PROMPT
Give the number of lines in the entries below that hold "RssItem", with no accompanying words.

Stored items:
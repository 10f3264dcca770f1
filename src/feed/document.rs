//! Parsed feed documents, one variant per source format.
//!
//! RSS channels are read with the `rss` crate, which keeps native item
//! fields such as `<comments>` and `dc:date`. Everything else goes through
//! `feed-rs`, whose unified model is split back into format-specific shapes
//! so the normalizer can apply the accessor rules of each format by matching
//! on the variant.

use chrono::{DateTime, Utc};
use feed_rs::model::{self, FeedType as SourceFormat, Link};
use feed_rs::parser;
use tracing::debug;

use crate::domain::FeedType;

#[derive(Debug, Clone, Default, PartialEq)]
pub struct RssItem {
    pub title: Option<String>,
    pub link: Option<String>,
    pub guid: Option<String>,
    pub pub_date: Option<DateTime<Utc>>,
    /// Dublin Core `dc:date`.
    pub dc_date: Option<DateTime<Utc>>,
    pub description: Option<String>,
    /// `content:encoded`
    pub content_encoded: Option<String>,
    pub comments: Option<String>,
}

#[derive(Debug, Clone, Default, PartialEq)]
pub struct RssChannel {
    pub title: Option<String>,
    pub last_build_date: Option<DateTime<Utc>>,
    pub items: Vec<RssItem>,
}

#[derive(Debug, Clone, Default, PartialEq)]
pub struct AtomEntry {
    pub id: Option<String>,
    pub title: Option<String>,
    pub link: Option<String>,
    pub self_link: Option<String>,
    pub updated: Option<DateTime<Utc>>,
    pub published: Option<DateTime<Utc>>,
    pub content: Option<String>,
    pub summary: Option<String>,
    pub comments: Option<String>,
}

#[derive(Debug, Clone, Default, PartialEq)]
pub struct AtomFeed {
    pub title: Option<String>,
    pub updated: Option<DateTime<Utc>>,
    pub entries: Vec<AtomEntry>,
}

#[derive(Debug, Clone, PartialEq)]
pub enum Document {
    Rss(RssChannel),
    Atom(AtomFeed),
    /// Bytes that did not resolve to RSS or Atom.
    Unknown,
}

impl Document {
    /// Parse raw bytes. Anything that is not RSS or Atom becomes [`Document::Unknown`].
    pub fn parse(bytes: &[u8]) -> Self {
        match rss::Channel::read_from(bytes) {
            Ok(channel) => return Document::Rss(rss_channel(&channel)),
            Err(e) => debug!(error = %e, "not an RSS channel, trying feed-rs"),
        }

        // Missing ids must stay missing; the normalizer owns the fallback chain.
        let parser = parser::Builder::new()
            .id_generator(|_links, _title, _uri| String::new())
            .build();

        match parser.parse(bytes) {
            Ok(feed) => Self::from_model(feed),
            Err(e) => {
                debug!(error = %e, "bytes did not parse as a feed");
                Document::Unknown
            }
        }
    }

    pub fn feed_type(&self) -> FeedType {
        match self {
            Document::Rss(_) => FeedType::Rss,
            Document::Atom(_) => FeedType::Atom,
            Document::Unknown => FeedType::Unknown,
        }
    }

    fn from_model(feed: model::Feed) -> Self {
        match feed.feed_type {
            SourceFormat::RSS0 | SourceFormat::RSS1 | SourceFormat::RSS2 => {
                Document::Rss(RssChannel {
                    title: feed.title.map(|t| t.content),
                    last_build_date: feed.updated,
                    items: feed.entries.into_iter().map(rss_item).collect(),
                })
            }
            SourceFormat::Atom => Document::Atom(AtomFeed {
                title: feed.title.map(|t| t.content),
                updated: feed.updated,
                entries: feed.entries.into_iter().map(atom_entry).collect(),
            }),
            _ => Document::Unknown,
        }
    }
}

fn non_blank(value: String) -> Option<String> {
    if value.trim().is_empty() {
        None
    } else {
        Some(value)
    }
}

fn link_with_rel(links: &[Link], rels: &[&str]) -> Option<String> {
    links
        .iter()
        .find(|l| {
            l.rel
                .as_deref()
                .map(|rel| rels.iter().any(|r| rel.eq_ignore_ascii_case(r)))
                .unwrap_or(false)
        })
        .map(|l| l.href.clone())
}

fn primary_link(links: &[Link]) -> Option<String> {
    links
        .iter()
        .find(|l| l.rel.as_deref().map_or(true, |rel| rel.eq_ignore_ascii_case("alternate")))
        .or_else(|| links.first())
        .map(|l| l.href.clone())
        .and_then(non_blank)
}

fn parse_date(raw: &str) -> Option<DateTime<Utc>> {
    let raw = raw.trim();
    DateTime::parse_from_rfc2822(raw)
        .or_else(|_| DateTime::parse_from_rfc3339(raw))
        .ok()
        .map(|d| d.with_timezone(&Utc))
}

fn rss_channel(channel: &rss::Channel) -> RssChannel {
    RssChannel {
        title: non_blank(channel.title().to_string()),
        last_build_date: channel
            .last_build_date()
            .or(channel.pub_date())
            .and_then(parse_date),
        items: channel.items().iter().map(native_rss_item).collect(),
    }
}

fn native_rss_item(item: &rss::Item) -> RssItem {
    RssItem {
        title: item.title().map(str::to_string),
        link: item.link().map(str::to_string).and_then(non_blank),
        guid: item.guid().map(|g| g.value().to_string()).and_then(non_blank),
        pub_date: item.pub_date().and_then(parse_date),
        dc_date: item
            .dublin_core_ext()
            .and_then(|dc| dc.dates().first())
            .and_then(|d| parse_date(d)),
        description: item.description().map(str::to_string),
        content_encoded: item.content().map(str::to_string),
        comments: item.comments().map(str::to_string).and_then(non_blank),
    }
}

/// RSS that only `feed-rs` could read. It has no native comments field, so
/// comment links are taken from `rel` links instead.
fn rss_item(entry: model::Entry) -> RssItem {
    RssItem {
        title: entry.title.map(|t| t.content),
        link: primary_link(&entry.links),
        comments: link_with_rel(&entry.links, &["comments", "replies"]),
        guid: non_blank(entry.id),
        pub_date: entry.published,
        dc_date: entry.updated,
        description: entry.summary.map(|s| s.content),
        content_encoded: entry.content.and_then(|c| c.body),
    }
}

fn atom_entry(entry: model::Entry) -> AtomEntry {
    AtomEntry {
        title: entry.title.map(|t| t.content),
        link: primary_link(&entry.links),
        self_link: link_with_rel(&entry.links, &["self"]),
        comments: link_with_rel(&entry.links, &["replies", "comments"]),
        id: non_blank(entry.id),
        updated: entry.updated,
        published: entry.published,
        content: entry.content.and_then(|c| c.body),
        summary: entry.summary.map(|s| s.content),
    }
}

TASK RESPONSE
6